NDO panel talks trans life, religion in Montevallo

Published 12:11 pm Wednesday, December 6, 2017

 

By NANCY WILSTACH / Special to the Reporter

MONTEVALLO – A transgender man, a transgender woman, a Baptist minister and a lawyer — all on a panel organized by a political scientist — discussed the proposed Montevallo Non-Discrimination Ordinance Monday night at Montevallo City Hall.

Dr. Andrea Eckelman put the group together as a way to help the city’s residents understand what the proposed NDO could do and what it can’t do.

Jamie Pressley and Elaine Stephens said it will make them feel safer and more welcome.

And it won’t take away anybody’s right to practice his own religion, said the Rev. Daniel Stallings, pastor of University Baptist Church.

If somebody lies to a court about being trans-gender to retaliate for being fired, the liar can face criminal penalties for perjury, said Steve Rygiel, a lawyer who handles discrimination claims.

Rygiel said his thorough research yielded no incidents where a trans-gender person had assaulted another person in a public bathroom.

Most of the objections raised to the proposed NDO in its months of public consideration have stemmed from concerns about public bathrooms and religion. Some also have fretted that a person could sue under the ordinance by claiming to be LGBTQ after the fact of being fired.

The NDO’s goal would be to protect against discrimination in housing, services, use of public facilities and employment, and LGBTQ individuals would be added to the conventional protected classes of race, religion and sex. Of the LGBTQ equation, the “T” appeared to be causing the greatest pushback, Eckelman said.

Stallings said that his undergraduate years as a music major at Samford University brought him into contact with the LGBTQ community. “Making friends across the LGBT spectrum began my journey to becoming an ally,” Stallings said.

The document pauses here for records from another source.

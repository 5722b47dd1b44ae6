use super::{empty_balancer, LoadBalance, Node, NodeStore};
use crate::error::Result;
use std::hash::Hash;
use std::sync::atomic::{AtomicI64, Ordering};

/// Monotonic-counter round robin. Selection is `nodes[(counter + 1) %
/// size]`; `remove` nudges the counter back by one so the next selection
/// lands on the same relative position rather than skipping an entry.
pub struct RoundRobin<K, V> {
    store: NodeStore<K, V>,
    counter: AtomicI64,
}

impl<K, V> RoundRobin<K, V>
where
    K: Eq + Hash + Clone,
    V: Clone,
{
    pub fn new() -> Self {
        RoundRobin { store: NodeStore::new(), counter: AtomicI64::new(0) }
    }
}

impl<K, V> Default for RoundRobin<K, V>
where
    K: Eq + Hash + Clone,
    V: Clone,
{
    fn default() -> Self {
        Self::new()
    }
}

impl<K, V> LoadBalance<K, V> for RoundRobin<K, V>
where
    K: Eq + Hash + Clone + Send + Sync,
    V: Clone + Send + Sync,
{
    fn append(&self, nodes: Vec<Box<dyn Node<K, V> + Send + Sync>>) {
        self.store.append(nodes);
    }

    fn remove(&self, key: &K) -> bool {
        let removed = self.store.remove(key);
        if removed {
            self.counter.fetch_sub(1, Ordering::AcqRel);
        }
        removed
    }

    fn next(&self) -> Result<V> {
        let size = self.store.len() as i64;
        if size == 0 {
            return empty_balancer();
        }
        let next = self.counter.fetch_add(1, Ordering::AcqRel) + 1;
        let idx = next.rem_euclid(size) as usize;
        Ok(self.store.get(idx).expect("index within bounds"))
    }
}

#[cfg(test)]
mod tests {
    use super::*;
    use crate::balance::tests::boxed;

    #[test]
    fn fairness_over_full_cycles() {
        let rr: RoundRobin<&'static str, &'static str> = RoundRobin::new();
        rr.append(boxed(&["a", "b", "c"]));

        let mut counts = std::collections::HashMap::new();
        for _ in 0..12 {
            let v = rr.next().unwrap();
            *counts.entry(v).or_insert(0) += 1;
        }
        assert_eq!(counts["a"], 4);
        assert_eq!(counts["b"], 4);
        assert_eq!(counts["c"], 4);
    }

    #[test]
    fn removal_keeps_selection_contiguous() {
        let rr: RoundRobin<&'static str, &'static str> = RoundRobin::new();
        rr.append(boxed(&["a", "b", "c"]));
        rr.remove(&"b");
        let picks: Vec<_> = (0..6).map(|_| rr.next().unwrap()).collect();
        assert_eq!(picks, vec!["a", "c", "a", "c", "a", "c"]);
    }

    #[test]
    fn empty_balancer_errors() {
        let rr: RoundRobin<&'static str, &'static str> = RoundRobin::new();
        assert!(rr.next().is_err());
    }

    #[test]
    fn append_dedups_by_key() {
        let rr: RoundRobin<&'static str, &'static str> = RoundRobin::new();
        rr.append(boxed(&["a"]));
        rr.append(boxed(&["a", "b"]));
        let mut counts = std::collections::HashMap::new();
        for _ in 0..4 {
            let v = rr.next().unwrap();
            *counts.entry(v).or_insert(0) += 1;
        }
        assert_eq!(counts.len(), 2);
    }
}
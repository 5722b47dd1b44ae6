//! The facade a caller constructs: wraps a KV client handle and an RPC
//! connector, owns the discovery/registration engine, and exposes its
//! capability set directly.

use crate::config;
use crate::endpoint::Endpoint;
use crate::engine::{Engine, KeepAliveHandle, Listener};
use crate::error::Result;
use crate::kv::{Channel, Connector, KvClient};
use crate::service::Service;
use std::sync::Arc;

/// The entry point for discovery and registration, generic over the RPC
/// channel type dialed by the supplied `Connector`.
pub struct Client<C: Channel> {
    engine: Arc<Engine<C>>,
}

impl<C: Channel> Client<C> {
    /// Wraps an existing KV client handle.
    pub fn new(kv: Arc<dyn KvClient>, connector: Arc<dyn Connector<C>>) -> Client<C> {
        Client { engine: Arc::new(Engine::new(kv, connector)) }
    }

    /// Sets the process-wide default namespace used by calls that pass
    /// `None` for their own namespace argument.
    pub fn set_namespace(&self, namespace: Option<String>) {
        config::global().set_namespace(namespace);
    }

    pub fn namespace(&self) -> Option<String> {
        config::global().namespace()
    }

    /// The local `Service` for `naming`, if discovery or registration has
    /// created one.
    pub fn service(&self, naming: &str) -> Option<Arc<Service<C>>> {
        self.engine.service(naming)
    }

    pub async fn discovery(&self, namespace: Option<String>, naming: &str) -> Result<()> {
        self.engine.clone().discovery(namespace, naming).await
    }

    pub async fn register(&self, namespace: Option<&str>, naming: &str, endpoints: Vec<Endpoint>) -> Result<()> {
        self.engine.register(namespace, naming, endpoints).await
    }

    pub async fn unregister(&self, namespace: Option<&str>, naming: &str, ids: &[String]) -> Result<()> {
        self.engine.unregister(namespace, naming, ids).await
    }

    pub async fn auto_keep_alive(
        &self,
        namespace: Option<String>,
        naming: String,
        endpoint: Endpoint,
    ) -> Result<KeepAliveHandle> {
        self.engine.clone().auto_keep_alive(namespace, naming, endpoint).await
    }

    pub fn use_listener(&self, naming: &str, callback: Listener<C>) -> Result<String> {
        self.engine.use_listener(naming, callback)
    }

    pub fn destroy_listener(&self, naming: &str, id: &str) {
        self.engine.destroy_listener(naming, id)
    }

    /// Cancels the watcher for a single naming, leaving every other
    /// naming's watcher running. A no-op if `naming` has no active
    /// discovery.
    pub fn release_discovery(&self, naming: &str) {
        self.engine.release_discovery(naming)
    }

    /// Closes every Service's connection pools (and so their channels),
    /// then closes the underlying KV client.
    pub async fn close(&self) -> Result<()> {
        self.engine.close().await
    }
}

#[cfg(test)]
mod tests {
    use super::*;
    use crate::kv::{KvError, ScanEntry, WatchEvent, Watcher};
    use async_trait::async_trait;
    use std::collections::HashMap;
    use std::sync::Mutex;
    use tokio::sync::mpsc;

    struct MockChannel;
    impl Channel for MockChannel {
        fn close(&self) {}
    }

    struct MockConnector;
    #[async_trait]
    impl Connector<MockChannel> for MockConnector {
        async fn dial(&self, _addr: &str) -> std::result::Result<MockChannel, KvError> {
            Ok(MockChannel)
        }
    }

    struct MockWatcher(mpsc::UnboundedReceiver<WatchEvent>);
    #[async_trait]
    impl Watcher for MockWatcher {
        async fn notify(&mut self) -> Option<WatchEvent> {
            self.0.recv().await
        }
        fn close(&mut self) {
            self.0.close();
        }
    }

    struct MockKv {
        records: Mutex<HashMap<Vec<u8>, Vec<u8>>>,
        events: Mutex<Option<mpsc::UnboundedReceiver<WatchEvent>>>,
    }

    #[async_trait]
    impl KvClient for MockKv {
        async fn set(&self, key: &[u8], value: &[u8], _ttl: u32, _ns: Option<&str>) -> std::result::Result<(), KvError> {
            self.records.lock().unwrap().insert(key.to_vec(), value.to_vec());
            Ok(())
        }
        async fn delete(&self, key: &[u8], _ns: Option<&str>) -> std::result::Result<(), KvError> {
            self.records.lock().unwrap().remove(key);
            Ok(())
        }
        async fn prefix_scan(
            &self,
            prefix: &[u8],
            _offset: u64,
            _limit: u64,
            _ns: Option<&str>,
        ) -> std::result::Result<Vec<ScanEntry>, KvError> {
            let records = self.records.lock().unwrap();
            Ok(records
                .iter()
                .filter(|(k, _)| k.starts_with(prefix))
                .map(|(k, v)| ScanEntry { key: k.clone(), data: v.clone(), ttl_secs: 30 })
                .collect())
        }
        fn new_watcher(&self, _prefix: &[u8], _ns: Option<&str>) -> Box<dyn Watcher> {
            let rx = self.events.lock().unwrap().take().expect("single watcher per test");
            Box::new(MockWatcher(rx))
        }
        async fn close(&self) -> std::result::Result<(), KvError> {
            Ok(())
        }
    }

    fn client_with(events: mpsc::UnboundedReceiver<WatchEvent>) -> Client<MockChannel> {
        let kv = Arc::new(MockKv { records: Mutex::new(HashMap::new()), events: Mutex::new(Some(events)) });
        Client::new(kv, Arc::new(MockConnector))
    }

    #[tokio::test]
    async fn discovery_seeds_from_prefix_scan_and_watch_adds_endpoint() {
        let (_tx, rx) = mpsc::unbounded_channel();
        let client = client_with(rx);
        client.discovery(None, "svc.orders").await.unwrap();
        assert!(client.service("svc.orders").is_some());
    }

    #[tokio::test]
    async fn register_then_unregister_round_trips_locally() {
        let (_tx, rx) = mpsc::unbounded_channel();
        let client = client_with(rx);
        client
            .register(None, "svc.orders", vec![Endpoint::new("ep-1", "10.0.0.1:1", 30)])
            .await
            .unwrap();
        let service = client.service("svc.orders").unwrap();
        assert!(service.alive());

        client.unregister(None, "svc.orders", &["ep-1".to_string()]).await.unwrap();
        assert!(!service.alive());
    }

    #[tokio::test]
    async fn second_discovery_call_is_rejected() {
        let (_tx, rx) = mpsc::unbounded_channel();
        let client = client_with(rx);
        client.discovery(None, "svc.orders").await.unwrap();
        let err = client.discovery(None, "svc.orders").await.unwrap_err();
        assert!(matches!(err, crate::error::Error::DiscoveryHasExist));
    }

    #[tokio::test]
    async fn listener_requires_active_discovery() {
        let (_tx, rx) = mpsc::unbounded_channel();
        let client = client_with(rx);
        let err = client.use_listener("svc.orders", Arc::new(|_, _| {})).unwrap_err();
        assert!(matches!(err, crate::error::Error::ShouldDiscoveryFirst));
    }
}
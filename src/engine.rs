//! The discovery/registration engine: one watcher per naming, translated
//! from KV change events into `Service` mutations, plus registration,
//! keep-alive, and listener fan-out.

use crate::config;
use crate::endpoint::{parse_endpoint, parse_endpoint_path, Endpoint};
use crate::error::{Error, Result};
use crate::kv::{Channel, Connector, KvClient};
use crate::map::ConcurrentMap;
use crate::service::Service;
use log::warn;
use std::sync::atomic::{AtomicBool, Ordering};
use std::sync::Arc;
use tokio::task::JoinHandle;
use uuid::Uuid;

/// A listener callback invoked on every endpoint mutation for a naming:
/// `(ready, connection)` where `connection` is a shared readonly
/// allocation (or `None` if the Service currently has no alive endpoint).
pub type Listener<C> = Arc<dyn Fn(bool, Option<Arc<crate::connpool::Connection<C>>>) + Send + Sync>;

struct CancelHandle {
    cancelled: Arc<AtomicBool>,
    // Populated by the sole winner of the `load_or_store` race right
    // after it reserves the slot, before anyone else can observe it.
    task: std::sync::Mutex<Option<JoinHandle<()>>>,
}

impl CancelHandle {
    fn cancel(&self) {
        self.cancelled.store(true, Ordering::Release);
        if let Some(task) = self.task.lock().expect("cancel handle lock poisoned").take() {
            task.abort();
        }
    }
}

/// A handle returned by `auto_keep_alive`; dropping it does not stop the
/// driver -- call `cancel()` explicitly.
pub struct KeepAliveHandle {
    cancelled: Arc<AtomicBool>,
    task: JoinHandle<()>,
}

impl KeepAliveHandle {
    pub fn cancel(&self) {
        self.cancelled.store(true, Ordering::Release);
        self.task.abort();
    }
}

/// Singleton watcher-per-naming discovery engine plus registration and
/// listener fan-out, generic over the KV client and RPC channel types.
pub struct Engine<C: Channel> {
    kv: Arc<dyn KvClient>,
    connector: Arc<dyn Connector<C>>,
    services: Arc<ConcurrentMap<String, Arc<Service<C>>>>,
    discoveries: Arc<ConcurrentMap<String, Arc<CancelHandle>>>,
    listeners: Arc<ConcurrentMap<String, Arc<ConcurrentMap<String, Listener<C>>>>>,
}

impl<C: Channel> Engine<C> {
    pub fn new(kv: Arc<dyn KvClient>, connector: Arc<dyn Connector<C>>) -> Engine<C> {
        Engine {
            kv,
            connector,
            services: Arc::new(ConcurrentMap::new()),
            discoveries: Arc::new(ConcurrentMap::new()),
            listeners: Arc::new(ConcurrentMap::new()),
        }
    }

    pub fn service(&self, naming: &str) -> Option<Arc<Service<C>>> {
        self.services.load(&naming.to_string())
    }

    fn service_or_create(&self, naming: &str) -> Arc<Service<C>> {
        let (service, _) = self
            .services
            .load_or_store(naming.to_string(), Arc::new(Service::new(naming, self.connector.clone())));
        service
    }

    async fn notify_state_change(&self, naming: &str) {
        let Some(listeners) = self.listeners.load(&naming.to_string()) else {
            return;
        };
        let Some(service) = self.services.load(&naming.to_string()) else {
            return;
        };
        let ready = service.alive();
        let conn = service.next_alive_conn().await.ok();
        listeners.range(|_, cb| {
            cb(ready, conn.clone());
            true
        });
    }

    /// Entry point described in SPEC_FULL.md §4.6.2: idempotent per
    /// naming, seeds the local Service from a `prefix_scan`, then spawns
    /// the watcher loop that keeps it current.
    pub async fn discovery(self: Arc<Self>, namespace: Option<String>, naming: &str) -> Result<()> {
        let service = self.service_or_create(naming);
        let cancelled = Arc::new(AtomicBool::new(false));
        let reservation = Arc::new(CancelHandle { cancelled: cancelled.clone(), task: std::sync::Mutex::new(None) });

        let (handle, existed) = self.discoveries.load_or_store(naming.to_string(), reservation);
        if existed {
            return Err(Error::DiscoveryHasExist);
        }

        let engine = self.clone();
        let naming_owned = naming.to_string();
        let ns_for_watch = namespace.clone();
        let task = tokio::spawn(async move {
            engine.discovery_daemon(ns_for_watch, naming_owned, cancelled).await;
        });
        *handle.task.lock().expect("cancel handle lock poisoned") = Some(task);

        let prefix = naming.as_bytes();
        match self
            .kv
            .prefix_scan(prefix, 0, config::MAX_ENDPOINT_SIZE, namespace.as_deref())
            .await
        {
            Ok(entries) => {
                let mut endpoints = Vec::with_capacity(entries.len());
                for entry in entries {
                    let Ok((_, id)) = parse_endpoint_path(&String::from_utf8_lossy(&entry.key)) else {
                        continue;
                    };
                    match parse_endpoint(&entry.data) {
                        Ok(endpoint) => {
                            endpoint.set_ttl(entry.ttl_secs);
                            endpoints.push(endpoint);
                        }
                        Err(e) => warn!("discovery seed: skipping malformed endpoint {id}: {e}"),
                    }
                }
                service.add_endpoints(endpoints).await;
            }
            Err(e) => warn!("discovery seed: prefix_scan failed for {naming}: {e}"),
        }

        Ok(())
    }

    async fn discovery_daemon(self: Arc<Self>, namespace: Option<String>, naming: String, cancelled: Arc<AtomicBool>) {
        let mut watcher = self.kv.new_watcher(naming.as_bytes(), namespace.as_deref());

        while !cancelled.load(Ordering::Acquire) {
            let Some(event) = watcher.notify().await else {
                break;
            };

            let key = String::from_utf8_lossy(&event.key).into_owned();
            let Ok((_, id)) = parse_endpoint_path(&key) else {
                continue;
            };

            let service = self.service_or_create(&naming);

            match event.value {
                None => {
                    service.del_endpoints(&[id]);
                }
                Some(bytes) => match parse_endpoint(&bytes) {
                    Ok(endpoint) => {
                        endpoint.set_ttl(event.ttl_secs);
                        endpoint.set_last_updated(event.timestamp_ms);
                        service.add_endpoints(vec![endpoint]).await;
                    }
                    Err(e) => {
                        warn!("discovery watch: skipping malformed endpoint {id}: {e}");
                        continue;
                    }
                },
            }

            self.notify_state_change(&naming).await;
        }

        watcher.close();
        self.discoveries.delete(&naming);
    }

    /// Best-effort batch register: endpoints that fail to `set` in the KV
    /// store are skipped, the rest still land in the local Service.
    pub async fn register(&self, namespace: Option<&str>, naming: &str, endpoints: Vec<Endpoint>) -> Result<()> {
        let service = self.service_or_create(naming);
        let mut accepted = Vec::with_capacity(endpoints.len());

        for endpoint in endpoints {
            let key = endpoint.with_naming(naming);
            let ttl = endpoint.ttl();
            match endpoint.marshal() {
                Ok(bytes) => match self.kv.set(key.as_bytes(), &bytes, ttl, namespace).await {
                    Ok(()) => accepted.push(endpoint),
                    Err(e) => warn!("register: kv set failed for {}: {}", endpoint.id(), e),
                },
                Err(e) => warn!("register: marshal failed for {}: {}", endpoint.id(), e),
            }
        }

        service.add_endpoints(accepted).await;
        Ok(())
    }

    pub async fn unregister(&self, namespace: Option<&str>, naming: &str, ids: &[String]) -> Result<()> {
        let service = self.services.load(&naming.to_string()).ok_or(Error::ServiceNotExist)?;
        for id in ids {
            let key = format!("{naming}::{id}");
            self.kv.delete(key.as_bytes(), namespace).await?;
            service.del_endpoints(std::slice::from_ref(id));
        }
        Ok(())
    }

    /// Registers `endpoint` once, then spawns a background task that
    /// re-registers it every `ttl/4` seconds until the returned handle is
    /// cancelled.
    pub async fn auto_keep_alive(
        self: Arc<Self>,
        namespace: Option<String>,
        naming: String,
        endpoint: Endpoint,
    ) -> Result<KeepAliveHandle> {
        self.register(namespace.as_deref(), &naming, vec![endpoint_clone(&endpoint)]).await?;

        let period_secs = (endpoint.ttl() / 4).max(1);
        let cancelled = Arc::new(AtomicBool::new(false));
        let cancelled_for_task = cancelled.clone();
        let engine = self.clone();

        let task = tokio::spawn(async move {
            let mut ticker = tokio::time::interval(std::time::Duration::from_secs(period_secs as u64));
            ticker.tick().await; // first tick fires immediately; skip it, register already ran.
            loop {
                ticker.tick().await;
                if cancelled_for_task.load(Ordering::Acquire) {
                    break;
                }
                endpoint.touch();
                if let Err(e) = engine
                    .register(namespace.as_deref(), &naming, vec![endpoint_clone(&endpoint)])
                    .await
                {
                    warn!("keep-alive: re-register failed for {naming}: {e}");
                }
            }
        });

        Ok(KeepAliveHandle { cancelled, task })
    }

    /// Requires an active discovery for `naming`.
    pub fn use_listener(&self, naming: &str, callback: Listener<C>) -> Result<String> {
        if !self.discoveries.exist(&naming.to_string()) {
            return Err(Error::ShouldDiscoveryFirst);
        }
        let (bucket, _) = self
            .listeners
            .load_or_store(naming.to_string(), Arc::new(ConcurrentMap::new()));
        let id = Uuid::new_v4().to_string();
        bucket.store(id.clone(), callback);
        Ok(id)
    }

    pub fn destroy_listener(&self, naming: &str, id: &str) {
        if let Some(bucket) = self.listeners.load(&naming.to_string()) {
            bucket.delete(&id.to_string());
        }
    }

    /// Cancels the watcher for a single naming, leaving every other
    /// naming's watcher running. A no-op if `naming` has no active
    /// discovery.
    pub fn release_discovery(&self, naming: &str) {
        if let Some(handle) = self.discoveries.load_and_delete(&naming.to_string()) {
            handle.cancel();
        }
    }

    /// Closes every Service (pools, then their channels), then closes the
    /// KV client.
    pub async fn close(&self) -> Result<()> {
        let mut names = Vec::new();
        self.discoveries.range(|k, _| {
            names.push(k.clone());
            true
        });
        for naming in names {
            if let Some(handle) = self.discoveries.load_and_delete(&naming) {
                handle.cancel();
            }
        }

        let mut services = Vec::new();
        self.services.range(|_, service| {
            services.push(service.clone());
            true
        });
        for service in services {
            service.close_alive_conn();
        }

        self.kv.close().await?;
        Ok(())
    }
}

fn endpoint_clone(e: &Endpoint) -> Endpoint {
    let mut clone = Endpoint::new(e.id().to_string(), e.peer_address.clone(), e.ttl());
    clone.set_last_updated(e.last_updated());
    if let Some(md) = &e.metadata {
        let _ = clone.put_metadata(&crate::endpoint::RawMetadata(md.clone()));
    }
    clone
}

Later, Eckelman directed to Stallings a question submitted by someone in the audience of about 60: “Why should (the LGBTQ community) be granted rights at the expense of religious rights?”

“We are talking about protecting the very basic rights of a minority population,” he replied. “That is not what religious persecution looks like” The First Amendment protects religious freedom, he said, “but it gives no one the right to discriminate against anyone else.”

Stephens and Pressley discussed, with both humor and pathos, the years-long, complicated path of gender transition via therapy, hormones and surgery, as well as the “bathroom” issue. “You don’t just wake up one morning and say ‘I feel like a guy today,’” Pressley said.

“I have never been in a women’s room that did not have doors on the stalls,” Stephens said. If a biological male exposed himself in a ladies’ room, she said, “that is against the law.”

Yes, said Rygiel, and it still would be illegal after an NDO passed.

Benefits to Montevallo include standing out as an inclusive community of economic opportunity, Rygiel said; buffering discrimination complaints via the NDO’s Montevallo Human Rights Commission could head off expensive and lengthy federal litigation.

The pain of being torn between one’s inner self and one’s biological self starts at an early age, Stephens and Pressley said.

In an exchange that brought chuckles from most of the audience, Pressley described how, as a little girl, he had a hot argument with his father because he wanted to wear a necktie. “He wouldn’t let me.  He wanted me to wear this dress with a big strawberry on the front.”

“I would have worn that dress,” said Stephens, who transitioned from a man four-and-a-half years ago.

The City Council will take up the NDO “no sooner than February,” Mayor Hollie Cost said.